Ectopic Purkinje fibers recruitment leads to permanent structural and functional conductive defects following myocardial infarction in newborn mice

Abstract

The Purkinje network (PN) is the most distal part of the cardiac conduction system and ensures fast conduction of the electrical impulse through the ventricles. Despite its small volume in the heart, the PN has a disproportionally high pathogenic role. Indeed, defects in PN architecture or electrophysiology trigger conduction blocks and/or ventricular arrythmia associated with poor clinical outcomes. Purkinje fibers (PF) are specialized cardiomyocytes with a low proliferative capacity and are recruited from bipotent cardiomyocyte progenitors throughout development up to the neonatal period. Late PF recruitment is dependent on maximal levels of the transcription factor Nkx2-5. A decade ago, a neonatal regenerative window was identified in mice following myocardial infarction (MI). While damaged contractile myocardium regenerates within weeks, neither PN structure nor function has been investigated in this context.
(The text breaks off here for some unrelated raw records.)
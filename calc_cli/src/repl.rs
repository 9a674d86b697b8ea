//! Interactive session.
//!
//! Reads one command per line, applies it to the workbench and prints the
//! updated totals. Layers and colors are addressed by their 1-based position
//! as shown by `show`. A failing command prints its error and the session
//! carries on.

use std::io::{BufRead, Write};
use std::path::Path;

use anyhow::{anyhow, bail, Context, Result};
use chrono::Local;
use uuid::Uuid;

use calc_core::input::coerce_number;
use calc_core::layers::{ColorEdit, LayerEdit};
use calc_core::presets::Tier;
use calc_core::ratio::RatioPreset;
use calc_core::session::{ViewKey, Workbench};
use calc_core::units::LengthUnit;

use crate::commands;
use crate::render;

const HELP: &str = "\
Commands:
  dim <length> <width>           set both dimensions
  length <value> | width <value> set one dimension
  unit m|cm                      unit of length and width
  ratio 2:1|1:1|3:1              base mix ratio for new layers
  tier economy|mid|premium|plan  switch layer stack
  add                            append a default resin layer
  rm <layer>                     remove a layer
  set <layer> <field> <value>    edit name, thickness, rate, ratio, quartz or kind
  kind <layer> resin|varnish     change a layer's kind
  color add <layer> <pct> <name> add a color to a resin layer
  color rm <layer> <color>       remove a color
  color set <layer> <color> name|pct <value>
  show                           print layers and totals
  export [path]                  write the PDF report
  reset                          clear dimensions and restore preset layers
  help                           this text
  quit                           leave the session";

/// What the loop does after a command.
#[derive(Debug, Clone, Copy, PartialEq, Eq)]
pub enum Flow {
    Continue,
    Quit,
}

pub struct Repl {
    bench: Workbench,
}

impl Repl {
    pub fn new(bench: Workbench) -> Self {
        Repl { bench }
    }

    pub fn bench(&self) -> &Workbench {
        &self.bench
    }

    /// Run until `quit` or end of input.
    pub fn run(&mut self, mut input: impl BufRead, out: &mut impl Write) -> Result<()> {
        writeln!(out, "resimix - type 'help' for commands")?;
        write!(out, "{}", render::summary(&self.bench))?;

        let mut line = String::new();
        loop {
            write!(out, "> ")?;
            out.flush()?;

            line.clear();
            if input.read_line(&mut line).context("failed to read input")? == 0 {
                writeln!(out)?;
                break;
            }

            match self.execute(&line, out) {
                Ok(Flow::Quit) => break,
                Ok(Flow::Continue) => {}
                Err(e) => writeln!(out, "error: {:#}", e)?,
            }
        }
        Ok(())
    }

    /// Apply one command line.
    pub fn execute(&mut self, line: &str, out: &mut impl Write) -> Result<Flow> {
        let words: Vec<&str> = line.split_whitespace().collect();
        let Some((&command, args)) = words.split_first() else {
            return Ok(Flow::Continue);
        };

        match command.to_ascii_lowercase().as_str() {
            "dim" => {
                let &[length, width] = args else {
                    bail!("usage: dim <length> <width>");
                };
                self.bench.set_length_text(length);
                self.bench.set_width_text(width);
            }
            "length" => self.bench.set_length_text(args.first().copied().unwrap_or("")),
            "width" => self.bench.set_width_text(args.first().copied().unwrap_or("")),
            "unit" => {
                let unit: LengthUnit = single(args, "unit m|cm")?.parse()?;
                self.bench.set_unit(unit);
            }
            "ratio" => {
                let ratio: RatioPreset = single(args, "ratio 2:1|1:1|3:1")?.parse()?;
                self.bench.set_ratio(ratio);
            }
            "tier" => {
                let raw = single(args, "tier economy|mid|premium|plan")?;
                let key = if raw.eq_ignore_ascii_case("plan") {
                    ViewKey::Plan
                } else {
                    ViewKey::Tier(raw.parse::<Tier>()?)
                };
                if !self.bench.select(key) {
                    bail!("no plan loaded; start with --plan <file>");
                }
                write!(out, "{}", render::summary(&self.bench))?;
                return Ok(Flow::Continue);
            }
            "add" => {
                self.bench.add_layer();
                writeln!(out, "added layer {}", self.bench.layers().len())?;
            }
            "rm" => {
                let id = self.layer_id(args.first())?;
                let removed = self.bench.remove_layer(id)?;
                writeln!(out, "removed {}", removed.name)?;
            }
            "set" => {
                if args.len() < 2 {
                    bail!("usage: set <layer> <field> <value>");
                }
                let id = self.layer_id(args.first())?;
                let edit = LayerEdit::from_field(args[1], &args[2..].join(" "))?;
                self.bench.update_layer(id, edit)?;
            }
            "kind" => {
                let &[layer, kind] = args else {
                    bail!("usage: kind <layer> resin|varnish");
                };
                let id = self.layer_id(Some(&layer))?;
                self.bench.update_layer(id, LayerEdit::Kind(kind.parse()?))?;
            }
            "color" => self.color(args, out)?,
            "show" => {
                write!(out, "{}", render::summary(&self.bench))?;
                return Ok(Flow::Continue);
            }
            "export" => {
                let today = Local::now().date_naive();
                if let Some(path) = commands::export_pdf(&mut self.bench, args.first().map(|p| Path::new(*p)), today)? {
                    writeln!(out, "wrote {}", path.display())?;
                }
                return Ok(Flow::Continue);
            }
            "reset" => self.bench.reset_all(),
            "help" | "?" => {
                writeln!(out, "{}", HELP)?;
                return Ok(Flow::Continue);
            }
            "quit" | "exit" | "q" => return Ok(Flow::Quit),
            other => bail!("unknown command '{}', type 'help'", other),
        }

        writeln!(out, "{}", render::status_line(&self.bench))?;
        Ok(Flow::Continue)
    }

    fn color(&mut self, args: &[&str], out: &mut impl Write) -> Result<()> {
        match args {
            ["add", layer, pct, name @ ..] => {
                let layer_id = self.layer_id(Some(layer))?;
                let name = if name.is_empty() { "Color".to_string() } else { name.join(" ") };
                self.bench.add_color(layer_id, name, coerce_number(pct))?;
                writeln!(out, "added color")?;
            }
            ["rm", layer, color] => {
                let layer_id = self.layer_id(Some(layer))?;
                let color_id = self.color_id(layer_id, color)?;
                let removed = self.bench.remove_color(layer_id, color_id)?;
                writeln!(out, "removed color {}", removed.name)?;
            }
            ["set", layer, color, field, value @ ..] => {
                let layer_id = self.layer_id(Some(layer))?;
                let color_id = self.color_id(layer_id, color)?;
                let edit = ColorEdit::from_field(field, &value.join(" "))?;
                self.bench.update_color(layer_id, color_id, edit)?;
            }
            _ => bail!("usage: color add <layer> <pct> <name> | color rm <layer> <color> | color set <layer> <color> <field> <value>"),
        }
        Ok(())
    }

    fn layer_id(&self, raw: Option<&&str>) -> Result<Uuid> {
        let raw = raw.ok_or_else(|| anyhow!("missing layer number"))?;
        let position = position(raw)?;
        self.bench
            .layers()
            .id_at(position - 1)
            .ok_or_else(|| anyhow!("no layer {} (have {})", position, self.bench.layers().len()))
    }

    fn color_id(&self, layer_id: Uuid, raw: &str) -> Result<Uuid> {
        let position = position(raw)?;
        let spec = self
            .bench
            .layers()
            .get(layer_id)
            .and_then(|layer| layer.resin_spec())
            .ok_or_else(|| anyhow!("only resin layers have colors"))?;
        spec.colors
            .get(position - 1)
            .map(|color| color.id)
            .ok_or_else(|| anyhow!("no color {} on this layer", position))
    }
}

fn single<'a>(args: &[&'a str], usage: &str) -> Result<&'a str> {
    match args {
        [value] => Ok(*value),
        _ => Err(anyhow!("usage: {}", usage)),
    }
}

fn position(raw: &str) -> Result<usize> {
    match raw.parse::<usize>() {
        Ok(n) if n > 0 => Ok(n),
        _ => Err(anyhow!("expected a position starting at 1, got '{}'", raw)),
    }
}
This study aims to determine whether the PN is capable of regeneration in the neonatal period, and whether PN maturation is compromised in the regenerating context. Neonatal MI was performed by permanent ligation of the left coronary artery on one-day-old mice. PN structure and function were characterized by histology and electrocardiogram. PF recruitment was investigated by clonal analysis in wildtype and Nkx2-5 haploinsufficent mice. Damage caused by the MI to the PN is spatially restricted and PFs are not replaced after regeneration, leaving a gap in the network. Surprisingly, we also observed PN hyperplasia (Fig. 1A) in regions that were not directly affected by the MI, attesting to abnormal PN maturation in the context of regeneration. At the cellular level, ectopic PFs have abnormal shapes and gap junction content. Consistently, ventricular conduction was slowed, shown by an increased QRS duration (Fig. 1B). Nkx2-5± mice, which are incompetent for late PF recruitment, do not develop MI-induced hyperplasia. Together with clonal analysis, this indicates that the hyperplastic PN in WT mice arises from ectopic PF recruitment during regeneration. Our study reveals the incapacity of the PN to regenerate after direct damage. We also uncover an extended window of PF recruitment following MI, which leads to permanent structural defects and impaired electrical conduction.